The Royal College of Anaesthetists (RCOA) had previously advised clinicians, during the first wave of the pandemic in April 2020, to use midazolam instead of propofol where supply pressures occurred.

However, William Harrop-Griffiths, vice president of the RCOA, told The Pharmaceutical Journal that the early guidance was based on “a distinct possibility there may not be enough, or any, propofol, because we weren’t exactly sure what the increase in number of intensive care patients was, and supplies were running very short indeed”.

“My understanding at the moment is, not that we are at risk of running out of propofol, but that stocks are starting to go down, so we need to conserve what propofol there is for intensive care use,” he said.

“Propofol is almost universally used to induce anaesthesia in adult patients and then most patients are kept asleep with an inhalational anaesthetic drug. However, there is an increasing popularity of total intravenous anaesthesia (TIVA), which depends on using quite large volumes of propofol to maintain anaesthesia,” he explained.

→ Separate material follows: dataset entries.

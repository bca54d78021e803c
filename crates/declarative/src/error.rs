//! Error types for reconciliation
//!
//! Every error here is fatal for the property being reconciled. Reconciliation
//! is deterministic, so none of them are worth retrying with the same input.

use crate::identity::Identity;
use std::fmt;
use thiserror::Error;

/// Result type alias for reconciliation
pub type Result<T> = std::result::Result<T, Error>;

/// Which collection a record came from
#[derive(Debug, Clone, Copy, PartialEq, Eq, Hash)]
pub enum Side {
    /// The desired ("should") collection from configuration
    Desired,
    /// The observed ("is") collection from the managed system
    Observed,
}

impl fmt::Display for Side {
    fn fmt(&self, f: &mut fmt::Formatter<'_>) -> fmt::Result {
        match self {
            Self::Desired => write!(f, "should"),
            Self::Observed => write!(f, "is"),
        }
    }
}

/// Categories of reconciliation errors
#[derive(Debug, Clone, Copy, PartialEq, Eq)]
pub enum ErrorCategory {
    /// The supplied collections break the input contract
    Configuration,
    /// A single record could not be normalized
    InvalidRecord,
}

impl ErrorCategory {
    /// Reconciliation never benefits from a retry
    pub fn is_retryable(&self) -> bool {
        false
    }

    /// Get a user-friendly description of this error category
    pub fn description(&self) -> &'static str {
        match self {
            Self::Configuration => "Configuration error",
            Self::InvalidRecord => "Invalid record",
        }
    }

    /// Get actionable advice for resolving this error category
    pub fn advice(&self) -> &'static str {
        match self {
            Self::Configuration => "Remove or merge the duplicate entries in your configuration",
            Self::InvalidRecord => "Check the record's fields against what the resource expects",
        }
    }
}

impl fmt::Display for ErrorCategory {
    fn fmt(&self, f: &mut fmt::Formatter<'_>) -> fmt::Result {
        write!(f, "{}", self.description())
    }
}

/// Failure raised by a normalization hook
#[derive(Debug, Clone, PartialEq, Eq, Error)]
#[error("{message}")]
pub struct NormalizeError {
    /// What went wrong
    pub message: String,
    /// Offending field, when there is one
    pub field: Option<String>,
}

impl NormalizeError {
    /// Create an error not tied to a field
    pub fn new(message: impl Into<String>) -> Self {
        Self {
            message: message.into(),
            field: None,
        }
    }

    /// Create an error about a missing required field
    pub fn missing_field(field: &str) -> Self {
        Self {
            message: format!("missing required field '{field}'"),
            field: Some(field.to_string()),
        }
    }

    /// Create an error about a field holding an unusable value
    pub fn invalid_field(field: &str, reason: impl fmt::Display) -> Self {
        Self {
            message: format!("invalid value for '{field}': {reason}"),
            field: Some(field.to_string()),
        }
    }
}

/// Errors that abort a reconciliation
#[derive(Debug, Error)]
pub enum Error {
    /// Two records on the same side share an identity
    #[error("duplicate entries in {side}: '{first}' and '{second}' have the same identity ({})", .identity.short())]
    IdentityCollision {
        /// Side both records came from
        side: Side,
        /// The shared identity
        identity: Identity,
        /// Label of the record seen first
        first: String,
        /// Label of the record seen second
        second: String,
    },

    /// A normalization hook rejected a record
    #[error("cannot normalize {side} entry '{title}': {source}")]
    Normalization {
        /// Side the record came from
        side: Side,
        /// Label of the rejected record
        title: String,
        /// What the hook reported
        #[source]
        source: NormalizeError,
    },
}

impl Error {
    /// Categorize this error
    pub fn category(&self) -> ErrorCategory {
        match self {
            Self::IdentityCollision { .. } => ErrorCategory::Configuration,
            Self::Normalization { .. } => ErrorCategory::InvalidRecord,
        }
    }

    /// Side of the reconciliation the error belongs to
    pub fn side(&self) -> Side {
        match self {
            Self::IdentityCollision { side, .. } | Self::Normalization { side, .. } => *side,
        }
    }
}
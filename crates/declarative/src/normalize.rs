//! Normalization hooks
//!
//! A [`Normalizer`] adapts raw records from either side into the form used
//! for identity and comparison, and decides whether a record takes part at
//! all. Domains implement only the hooks whose default is not enough.
//!
//! # Example
//!
//! ```
//! use declarative::{NormalizeError, Normalizer, Record};
//!
//! struct Lowercase;
//!
//! impl Normalizer for Lowercase {
//!     fn coerce_desired(&self, record: &mut Record) -> Result<(), NormalizeError> {
//!         let title = record
//!             .title()
//!             .ok_or_else(|| NormalizeError::missing_field("title"))?
//!             .to_lowercase();
//!         record.insert("title", title);
//!         Ok(())
//!     }
//! }
//!
//! let raw = Record::titled("Stable");
//! let normalized = Lowercase.normalize_desired(raw.clone()).unwrap().unwrap();
//! assert_eq!(normalized.title(), Some("stable"));
//! assert_eq!(raw.title(), Some("Stable"));
//! ```

use crate::error::NormalizeError;
use crate::identity::Identity;
use crate::record::{ABSENT, ENSURE, Record};

/// Hook surface used by the reconciler
///
/// `normalize_*` receive the record by value: the reconciler hands them a
/// copy, so a hook can never touch the caller's collection. Returning
/// `Ok(None)` drops the record from reconciliation entirely.
pub trait Normalizer {
    /// Field carrying the lifecycle marker
    ///
    /// Excluded from identity and from content comparison.
    fn marker_field(&self) -> &str {
        ENSURE
    }

    /// In-place coercion of a desired record
    fn coerce_desired(&self, _record: &mut Record) -> Result<(), NormalizeError> {
        Ok(())
    }

    /// In-place coercion of an observed record
    fn coerce_observed(&self, _record: &mut Record) -> Result<(), NormalizeError> {
        Ok(())
    }

    /// Normalize a desired record, or return `None` to skip it
    ///
    /// Override only when skipping is needed; plain field coercion belongs
    /// in [`Normalizer::coerce_desired`].
    fn normalize_desired(&self, mut record: Record) -> Result<Option<Record>, NormalizeError> {
        self.coerce_desired(&mut record)?;
        Ok(Some(record))
    }

    /// Normalize an observed record, or return `None` to skip it
    ///
    /// Observed entries that do not really exist (tombstones, placeholder
    /// lines from the enumerating tool) must be skipped here.
    fn normalize_observed(&self, mut record: Record) -> Result<Option<Record>, NormalizeError> {
        self.coerce_observed(&mut record)?;
        Ok(Some(record))
    }

    /// Whether a raw desired record asks for removal
    ///
    /// Checked before normalization. If this is true and nothing observed
    /// matches, the record is not a change.
    fn is_marked_absent(&self, record: &Record) -> bool {
        record.get_str(self.marker_field()) == Some(ABSENT)
    }

    /// The part of a normalized record that identifies it
    ///
    /// Defaults to every field except the marker. The reconciler compares
    /// keys structurally when verifying identity matches.
    fn identity_key(&self, record: &Record) -> Record {
        record.without(self.marker_field())
    }

    /// Identity of a normalized record
    fn identity(&self, record: &Record) -> Identity {
        Identity::of(&self.identity_key(record))
    }
}

/// Normalizer with no domain coercion
#[derive(Debug, Clone, Copy, Default)]
pub struct DefaultNormalizer;

impl Normalizer for DefaultNormalizer {}

/// Normalizer whose identity covers only some fields
///
/// With a content identity two records either match exactly or not at all.
/// Keying on e.g. `title` lets the same sub-resource be found with different
/// content, which the reconciler reports as a modification.
#[derive(Debug, Clone)]
pub struct KeyedNormalizer {
    fields: Vec<String>,
}

impl KeyedNormalizer {
    /// Key records by the given fields
    pub fn new<I, S>(fields: I) -> Self
    where
        I: IntoIterator<Item = S>,
        S: Into<String>,
    {
        Self {
            fields: fields.into_iter().map(Into::into).collect(),
        }
    }

    /// Key records by title only
    pub fn by_title() -> Self {
        Self::new([crate::record::TITLE])
    }

    /// The key fields
    pub fn fields(&self) -> &[String] {
        &self.fields
    }
}

impl Normalizer for KeyedNormalizer {
    fn identity_key(&self, record: &Record) -> Record {
        record
            .iter()
            .filter(|(field, _)| *field != self.marker_field())
            .filter(|(field, _)| self.fields.iter().any(|f| f == field))
            .map(|(field, value)| (field, value.clone()))
            .collect()
    }
}

#[cfg(test)]
mod tests {
    use super::*;
    use crate::record::PRESENT;

    #[test]
    fn test_default_normalization_is_identity() {
        let raw = Record::titled("stable").with(ENSURE, PRESENT);
        let normalized = DefaultNormalizer.normalize_desired(raw.clone()).unwrap();
        assert_eq!(normalized, Some(raw.clone()));
        let observed = DefaultNormalizer.normalize_observed(raw.clone()).unwrap();
        assert_eq!(observed, Some(raw));
    }

    #[test]
    fn test_marked_absent_only_for_literal_absent() {
        let n = DefaultNormalizer;
        assert!(n.is_marked_absent(&Record::titled("a").with(ENSURE, "absent")));
        assert!(!n.is_marked_absent(&Record::titled("a").with(ENSURE, "present")));
        assert!(!n.is_marked_absent(&Record::titled("a").with(ENSURE, "Absent")));
        assert!(!n.is_marked_absent(&Record::titled("a")));
    }

    #[test]
    fn test_coercion_does_not_leak_into_original() {
        struct Defaulting;
        impl Normalizer for Defaulting {
            fn coerce_desired(&self, record: &mut Record) -> Result<(), NormalizeError> {
                record.insert("profile", "default");
                Ok(())
            }
        }

        let raw = Record::titled("stable");
        let normalized = Defaulting.normalize_desired(raw.clone()).unwrap().unwrap();
        assert_eq!(normalized.get_str("profile"), Some("default"));
        assert!(!raw.contains("profile"));
    }

    #[test]
    fn test_coercion_errors_propagate() {
        struct Strict;
        impl Normalizer for Strict {
            fn coerce_observed(&self, record: &mut Record) -> Result<(), NormalizeError> {
                record
                    .title()
                    .map(|_| ())
                    .ok_or_else(|| NormalizeError::missing_field("title"))
            }
        }

        let err = Strict.normalize_observed(Record::new()).unwrap_err();
        assert_eq!(err.field.as_deref(), Some("title"));
    }

    #[test]
    fn test_keyed_identity_ignores_other_fields() {
        let n = KeyedNormalizer::by_title();
        let a = Record::titled("nightly").with("profile", "minimal");
        let b = Record::titled("nightly").with("profile", "complete");
        assert_eq!(n.identity(&a), n.identity(&b));
        assert_ne!(DefaultNormalizer.identity(&a), DefaultNormalizer.identity(&b));
    }

    #[test]
    fn test_keyed_key_is_a_projection() {
        let n = KeyedNormalizer::new(["title", "toolchain"]);
        let record = Record::titled("wasm32-unknown-unknown")
            .with("toolchain", "stable")
            .with("note", "for web builds");
        let key = n.identity_key(&record);
        assert_eq!(key.len(), 2);
        assert!(!key.contains("note"));
    }

    #[test]
    fn test_default_identity_ignores_marker() {
        let n = DefaultNormalizer;
        let present = Record::titled("stable").with(ENSURE, PRESENT);
        let absent = Record::titled("stable").with(ENSURE, ABSENT);
        let bare = Record::titled("stable");
        assert_eq!(n.identity(&present), n.identity(&absent));
        assert_eq!(n.identity(&present), n.identity(&bare));
    }

    #[test]
    fn test_keyed_identity_never_includes_marker() {
        let n = KeyedNormalizer::new(["title", "ensure"]);
        let a = Record::titled("nightly").with(ENSURE, "absent");
        let b = Record::titled("nightly").with(ENSURE, "present");
        assert_eq!(n.identity(&a), n.identity(&b));
    }
}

“What this alert has said — in order to preserve existing stocks for intensive care unit sedation — [clinicians] can carry on using propofol to induce anaesthesia, but you should only use propofol to maintain anaesthesia if you absolutely have to.”

According to the alert, which is valid until 1 May 2021, TIVA can be used for “patients in whom the use of inhalational agents might pose life-threatening risks (e.g. malignant hyperpyrexia), patients requiring intraoperative neurophysiological monitoring, or patients with a history of severe postoperative nausea and vomiting”.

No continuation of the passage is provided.